Un’uomo ricoverato in ospedale per polmonite viene scoperto affetto dal virus HIV. Egli però mentiva alla moglie sulla propria malattia impedendole di parlare con i medici, assumendo i medicinali per la cura prescritta di nascosto, ponendole in scatole diverse e senza etichetta ed asserendo che si trattasse di pasticche di cortisone per curare la polmonite.

Nonostante il suo comportamento menzognero continuava ad avere rapporti sessuali non protetti con la moglie ignara della sua infezione.

Anche la moglie veniva pertanto contagiata e al presentarsi dei primi sintomi della malattia il marito si opponeva al di lei ricovero in ospedale ed ingannando il medico di famiglia sui sintomi della moglie per farle prescrivere dal medico farmaci antidepressivi.

La madre della donna però la faceva visitare da altro medico che consigliava il ricovero in ospedale, dove veniva riscontrata affetta anch’ella dal virus HIV.

Davanti al giudice di primo grado l’uomo veniva assolto, e così pure in Appello per mancanza di prova che il contagio della moglie fosse avvenuto a seguito di rapporti sessuali con il marito, successivi alla di lui contrazione del virus.

La Suprema Corte sezione V, con sentenza n. 38388 del 3.10.12  ha però ribaltato la situazione, tenendo conto del fatto che non solo l’uomo aveva mentito alla moglie sulla malattia, esponendola così a pericolo  continuando ad avere rapporti sessuali non protetti con la stessa, ed anche del fatto che con inganni ed artifici le aveva impedito di recarsi prontamente del medico accettando il rischio dell’aggravamento della malattia, e riscontrando la configurazione da parte dell’uomo di tutti i reati contestatigli ex artt. 577 u.c., 582, 583 comma 2 n. 1, 585 cp.

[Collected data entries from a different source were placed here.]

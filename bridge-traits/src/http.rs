//! HTTP Client Abstraction
//!
//! Provides async HTTP operations for collaborators that live outside the core
//! (metadata APIs). Implementations perform exactly one attempt per request;
//! retry decisions belong to the caller.

use async_trait::async_trait;
use bytes::Bytes;
use serde::de::DeserializeOwned;
use std::collections::HashMap;
use std::time::Duration;

use crate::error::{BridgeError, Result};

/// HTTP method types
///
/// Metadata lookups only read, so `Get` is the sole method.
#[derive(Debug, Clone, Copy, PartialEq, Eq)]
pub enum HttpMethod {
    Get,
}

/// HTTP request builder
#[derive(Debug, Clone)]
pub struct HttpRequest {
    pub method: HttpMethod,
    pub url: String,
    pub headers: HashMap<String, String>,
    /// Query pairs appended to `url` in insertion order
    pub query: Vec<(String, String)>,
    pub timeout: Option<Duration>,
}

impl HttpRequest {
    pub fn new(method: HttpMethod, url: impl Into<String>) -> Self {
        Self {
            method,
            url: url.into(),
            headers: HashMap::new(),
            query: Vec::new(),
            timeout: None,
        }
    }

    pub fn get(url: impl Into<String>) -> Self {
        Self::new(HttpMethod::Get, url)
    }

    pub fn header(mut self, key: impl Into<String>, value: impl Into<String>) -> Self {
        self.headers.insert(key.into(), value.into());
        self
    }

    pub fn query(mut self, key: impl Into<String>, value: impl Into<String>) -> Self {
        self.query.push((key.into(), value.into()));
        self
    }

    pub fn timeout(mut self, duration: Duration) -> Self {
        self.timeout = Some(duration);
        self
    }

    /// Full URL with the percent-encoded query string appended.
    pub fn full_url(&self) -> String {
        if self.query.is_empty() {
            return self.url.clone();
        }

        let encoded = self
            .query
            .iter()
            .map(|(k, v)| format!("{}={}", urlencoding::encode(k), urlencoding::encode(v)))
            .collect::<Vec<_>>()
            .join("&");

        let separator = if self.url.contains('?') { '&' } else { '?' };
        format!("{}{}{}", self.url, separator, encoded)
    }
}

/// HTTP response
#[derive(Debug)]
pub struct HttpResponse {
    pub status: u16,
    pub headers: HashMap<String, String>,
    pub body: Bytes,
}

impl HttpResponse {
    /// Parse response body as JSON
    pub fn json<T: DeserializeOwned>(&self) -> Result<T> {
        serde_json::from_slice(&self.body).map_err(|e| {
            BridgeError::OperationFailed(format!("JSON deserialization failed: {}", e))
        })
    }

    /// Get response body as UTF-8 string
    pub fn text(&self) -> Result<String> {
        String::from_utf8(self.body.to_vec())
            .map_err(|e| BridgeError::OperationFailed(format!("Invalid UTF-8: {}", e)))
    }

    /// Check if response status is successful (2xx)
    pub fn is_success(&self) -> bool {
        (200..300).contains(&self.status)
    }

    /// Check if response status indicates a client error (4xx)
    pub fn is_client_error(&self) -> bool {
        (400..500).contains(&self.status)
    }

    /// Check if response status indicates a server error (5xx)
    pub fn is_server_error(&self) -> bool {
        (500..600).contains(&self.status)
    }
}

/// Async HTTP client trait
///
/// # Example
///
/// ```ignore
/// use bridge_traits::http::{HttpClient, HttpRequest};
///
/// async fn fetch_info(client: &dyn HttpClient) -> Result<String> {
///     let request = HttpRequest::get("http://localhost:8081/info")
///         .query("group", "Muse")
///         .query("song", "Supermassive Black Hole");
///
///     let response = client.execute(request).await?;
///     response.text()
/// }
/// ```
#[async_trait]
pub trait HttpClient: Send + Sync {
    /// Execute an HTTP request
    ///
    /// # Errors
    ///
    /// Returns error if:
    /// - Network connection fails
    /// - TLS validation fails
    /// - Request times out
    ///
    /// Non-2xx statuses are not errors; inspect [`HttpResponse::status`].
    async fn execute(&self, request: HttpRequest) -> Result<HttpResponse>;
}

La detta Corte ha riscontrato nel marito la sussistenza dell’elemento soggettivo richiesto dai predetti reati nella forma del dolo eventuale: egli infatti pur avendo facoltà di rappresentarsi il verificarsi della concreta possibilità che la sua azione menzognera ed ingannevole avrebbe potuto portare a conseguenze molto gravi (seppur diverse da quelle da lui volute, guidato dalla paura di perderla) ha accettato volontariamente il rischio di contagiarla, rischio che di fatto si concretizzava nell’evento sebbene non voluto.